Enzo Galion, hagard, se sentant dans un de ses mauvais trips, il allait sûrement se réveiller. Pourtant, il n’avait pas l’impression de dormir, ou alors, il planait encore de la veille. Le son strident de la sirène remplissait l’habitacle et lui perçait les tympans, mais ça ne semblait pas gêner outre mesure les deux policiers.

Il entendit un message radio auquel le conducteur répondit de suite :

-          Intervention réussie. Nous rentrons. Terminé.

La radio crachait des termes incompréhensibles pour lui, mais il avait bien entendu le policier parler. Donc, il ne rêvait pas, il était vraiment dans cette voiture de police, les poignets entravés par des menottes. Au bout de dix bonnes minutes de route, une phrase se forma dans sa tête. Dans un sursaut de lucidité, il ouvrit la bouche pour la prononcer, mais la sirène le perturbait toujours autant, aucun son ne sortit. Puis il réussit enfin à parler et à se faire entendre :

-          Mais qu’est-ce que j’ai fait ?

Le fait d’avoir réussi à prononcer ces mots lui rendit sa hardiesse, il se redressa sur son siège, se tint plus droit.

-          Alors ? Vous pouvez me dire ce que j’ai fait ?

-          Taisez-vous ! On ne va pas tarder à arriver au commissariat central. Là, vous pourrez nous dire tout ce que vous voudrez.

-          Mais, vous délirez totalement, ma parole ! Je n’ai rien fait ! Je vous le jure ! Vous n’avez pas le droit !

-          Bon, ça va durer encore longtemps votre cirque ? répondit Michel Alesi. Un conseil, fermez-là !

La voiture s’engagea dans le parking réservé aux véhicules de police, à l’arrière du bâtiment, puis s’immobilisa près d’une porte. Là, le capitaine sortit le premier et attendit que l’interpelé descende à son tour, pour passer son bras sous le sien, et l’emmena à l’intérieur, suivi du collègue.

Dans le hall, ils prirent tous les trois l’ascenseur, Enzo Galion toujours menotté.
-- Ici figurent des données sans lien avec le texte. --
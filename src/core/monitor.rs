// Posture monitor state machine - calibrates while unarmed, guards the
// frozen reference while armed.

use super::alarm::{AlarmController, AlarmError, AudioResource};
use super::boundary;
use super::model::{BoundingBox, MonitorStatus, Tolerance};

pub struct PostureMonitor<A: AudioResource> {
    armed: bool,
    reference: BoundingBox,
    current: BoundingBox,
    tolerance: Tolerance,
    alarm: AlarmController<A>,
}

impl<A: AudioResource> PostureMonitor<A> {
    pub fn new(audio: A, tolerance: Tolerance) -> Self {
        Self {
            armed: false,
            reference: BoundingBox::default(),
            current: BoundingBox::default(),
            tolerance,
            alarm: AlarmController::new(audio),
        }
    }

    /// Freeze the current reference and start guarding against it. The
    /// reference is whatever the last unarmed tick observed; arming never
    /// re-captures it.
    pub fn start(&mut self) {
        self.armed = true;
    }

    /// Return to calibration. The alarm is silenced unconditionally so it
    /// can never keep sounding once monitoring is off.
    pub fn stop(&mut self) {
        self.armed = false;
        self.alarm.stop();
    }

    pub fn is_armed(&self) -> bool {
        self.armed
    }

    /// The guarded region, for the application to draw.
    pub fn reference(&self) -> BoundingBox {
        self.reference
    }

    pub fn tolerance(&self) -> Tolerance {
        self.tolerance
    }

    /// Live tolerance update; takes effect on the next tick.
    pub fn set_tolerance(&mut self, tolerance: Tolerance) {
        self.tolerance = tolerance;
    }

    pub fn is_alarming(&self) -> bool {
        self.alarm.is_playing()
    }

    /// Advance one tick with the position observed in the latest frame.
    ///
    /// Unarmed, the observation becomes the new reference. Armed, it is
    /// tested against the frozen reference: a breach starts the alarm,
    /// compliance silences it, and an unchanged verdict touches nothing.
    /// An audio failure is returned to the caller; the monitor itself
    /// stays consistent and keeps accepting frames.
    pub fn on_frame(&mut self, current: BoundingBox) -> Result<(), AlarmError> {
        self.current = current;

        if !self.armed {
            self.reference = current;
            return Ok(());
        }

        if boundary::head_within_boundary(self.reference, current, self.tolerance) {
            if self.alarm.is_playing() {
                self.alarm.stop();
            }
            Ok(())
        } else {
            self.alarm.play()
        }
    }

    pub fn status(&self) -> MonitorStatus {
        MonitorStatus {
            armed: self.armed,
            reference: self.reference,
            current: self.current,
            alarm_active: self.alarm.is_playing(),
        }
    }
}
Arrivés à l’étage, ils s’installèrent dans un bureau. Les néons éclairaient la pièce d’une lumière jaune, assez faiblement. Il faisait complètement nuit dehors.

-          Ça va ? demanda le flic à Enzo.

La question lui sembla incongrue dans une telle situation. Lui qui flottait dans une incertitude totale.

-          Mais, allez-vous me dire ce que vous me reprochez, à la fin !

Toujours sans lui répondre L’autre lui enleva les menottes. Puis lui ordonna :

-          Videz vos poches. Déposez tout sur la table devant vous.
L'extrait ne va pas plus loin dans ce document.